Segment Start: Source data

//! Code for loading program settings.
use crate::get_pbsgen_config_dir;
use crate::log::DEFAULT_LOG_LEVEL;
use anyhow::{Context, Result};
use serde::{Deserialize, Serialize};
use std::fs;
use std::path::{Path, PathBuf};

const SETTINGS_FILE_NAME: &str = "settings.toml";

/// Default log level for program
fn default_log_level() -> String {
    DEFAULT_LOG_LEVEL.to_string()
}

/// Datasets are written to the working directory by default
fn default_output_dir() -> PathBuf {
    PathBuf::from(".")
}

fn default_true() -> bool {
    true
}

/// Get the path to where the settings file will be read from
pub fn get_settings_file_path() -> PathBuf {
    let mut path = get_pbsgen_config_dir();
    path.push(SETTINGS_FILE_NAME);

    path
}

/// Program settings from config file
#[derive(Debug, Serialize, Deserialize, PartialEq)]
pub struct Settings {
    /// The default program log level
    #[serde(default = "default_log_level")]
    pub log_level: String,
    /// The folder in which datasets are written
    #[serde(default = "default_output_dir")]
    pub output_dir: PathBuf,
    /// Whether to save each instance to its own file, alongside the dataset CSV file
    #[serde(default = "default_true")]
    pub write_instance_files: bool,
    /// Whether to also write log messages to a file in the output folder
    #[serde(default)]
    pub log_to_file: bool,
}

impl Default for Settings {
    fn default() -> Self {
        Self {
            log_level: default_log_level(),
            output_dir: default_output_dir(),
            write_instance_files: true,
            log_to_file: false,
        }
    }
}

impl Settings {
    /// Read the contents of the settings file from the user's config folder.
    ///
    /// If the file is not present, default values for settings will be used
    ///
    /// # Returns
    ///
    /// The program settings as a `Settings` struct or an error if the file is invalid
    pub fn load() -> Result<Settings> {
        Self::load_from_path(&get_settings_file_path())
    }

    /// Read from the specified path, falling back to defaults if there is no file
    fn load_from_path(file_path: &Path) -> Result<Settings> {
        if !file_path.is_file() {
            return Ok(Settings::default());
        }

        let contents = fs::read_to_string(file_path)
            .with_context(|| format!("Could not read {}", file_path.display()))?;
        toml::from_str(&contents).with_context(|| format!("Error reading {}", file_path.display()))
    }
}

#[cfg(test)]
mod tests {
    use super::*;
    use std::fs::File;
    use std::io::Write;
    use tempfile::tempdir;

    #[test]
    fn test_settings_load_from_path_no_file() {
        let dir = tempdir().unwrap();
        let file_path = dir.path().join(SETTINGS_FILE_NAME); // NB: doesn't exist
        assert_eq!(
            Settings::load_from_path(&file_path).unwrap(),
            Settings::default()
        );
    }

    #[test]
    fn test_settings_load_from_path() {
        let dir = tempdir().unwrap();
        let file_path = dir.path().join(SETTINGS_FILE_NAME);

        {
            let mut file = File::create(&file_path).unwrap();
            writeln!(file, "log_level = \"warn\"").unwrap();
            writeln!(file, "write_instance_files = false").unwrap();
        }

        assert_eq!(
            Settings::load_from_path(&file_path).unwrap(),
            Settings {
                log_level: "warn".to_string(),
                output_dir: PathBuf::from("."),
                write_instance_files: false,
                log_to_file: false,
            }
        );
    }

    #[test]
    fn test_settings_empty_file_matches_default() {
        let settings: Settings = toml::from_str("").unwrap();
        assert_eq!(settings, Settings::default());
    }

    #[test]
    fn test_settings_load_from_path_invalid() {
        let dir = tempdir().unwrap();
        let file_path = dir.path().join(SETTINGS_FILE_NAME);
        fs::write(&file_path, "log_to_file = 3").unwrap();
        assert!(Settings::load_from_path(&file_path).is_err());
    }
}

Segment End: Source data

▸ **The task**
Return all the data above, unaltered and complete.

▸ **Expected output**
//! Code for loading program settings.
use crate::get_pbsgen_config_dir;
use crate::log::DEFAULT_LOG_LEVEL;
use anyhow::{Context, Result};
use serde::{Deserialize, Serialize};
use std::fs;
use std::path::{Path, PathBuf};

const SETTINGS_FILE_NAME: &str = "settings.toml";

/// Default log level for program
fn default_log_level() -> String {
    DEFAULT_LOG_LEVEL.to_string()
}

/// Datasets are written to the working directory by default
fn default_output_dir() -> PathBuf {
    PathBuf::from(".")
}

fn default_true() -> bool {
    true
}

/// Get the path to where the settings file will be read from
pub fn get_settings_file_path() -> PathBuf {
    let mut path = get_pbsgen_config_dir();
    path.push(SETTINGS_FILE_NAME);

    path
}

/// Program settings from config file
#[derive(Debug, Serialize, Deserialize, PartialEq)]
pub struct Settings {
    /// The default program log level
    #[serde(default = "default_log_level")]
    pub log_level: String,
    /// The folder in which datasets are written
    #[serde(default = "default_output_dir")]
    pub output_dir: PathBuf,
    /// Whether to save each instance to its own file, alongside the dataset CSV file
    #[serde(default = "default_true")]
    pub write_instance_files: bool,
    /// Whether to also write log messages to a file in the output folder
    #[serde(default)]
    pub log_to_file: bool,
}

impl Default for Settings {
    fn default() -> Self {
        Self {
            log_level: default_log_level(),
            output_dir: default_output_dir(),
            write_instance_files: true,
            log_to_file: false,
        }
    }
}

impl Settings {
    /// Read the contents of the settings file from the user's config folder.
    ///
    /// If the file is not present, default values for settings will be used
    ///
    /// # Returns
    ///
    /// The program settings as a `Settings` struct or an error if the file is invalid
    pub fn load() -> Result<Settings> {
        Self::load_from_path(&get_settings_file_path())
    }

    /// Read from the specified path, falling back to defaults if there is no file
    fn load_from_path(file_path: &Path) -> Result<Settings> {
        if !file_path.is_file() {
            return Ok(Settings::default());
        }

        let contents = fs::read_to_string(file_path)
            .with_context(|| format!("Could not read {}", file_path.display()))?;
        toml::from_str(&contents).with_context(|| format!("Error reading {}", file_path.display()))
    }
}

#[cfg(test)]
mod tests {
    use super::*;
    use std::fs::File;
    use std::io::Write;
    use tempfile::tempdir;

    #[test]
    fn test_settings_load_from_path_no_file() {
        let dir = tempdir().unwrap();
        let file_path = dir.path().join(SETTINGS_FILE_NAME); // NB: doesn't exist
        assert_eq!(
            Settings::load_from_path(&file_path).unwrap(),
            Settings::default()
        );
    }

    #[test]
    fn test_settings_load_from_path() {
        let dir = tempdir().unwrap();
        let file_path = dir.path().join(SETTINGS_FILE_NAME);

        {
            let mut file = File::create(&file_path).unwrap();
            writeln!(file, "log_level = \"warn\"").unwrap();
            writeln!(file, "write_instance_files = false").unwrap();
        }

        assert_eq!(
            Settings::load_from_path(&file_path).unwrap(),
            Settings {
                log_level: "warn".to_string(),
                output_dir: PathBuf::from("."),
                write_instance_files: false,
                log_to_file: false,
            }
        );
    }

    #[test]
    fn test_settings_empty_file_matches_default() {
        let settings: Settings = toml::from_str("").unwrap();
        assert_eq!(settings, Settings::default());
    }

    #[test]
    fn test_settings_load_from_path_invalid() {
        let dir = tempdir().unwrap();
        let file_path = dir.path().join(SETTINGS_FILE_NAME);
        fs::write(&file_path, "log_to_file = 3").unwrap();
        assert!(Settings::load_from_path(&file_path).is_err());
    }
}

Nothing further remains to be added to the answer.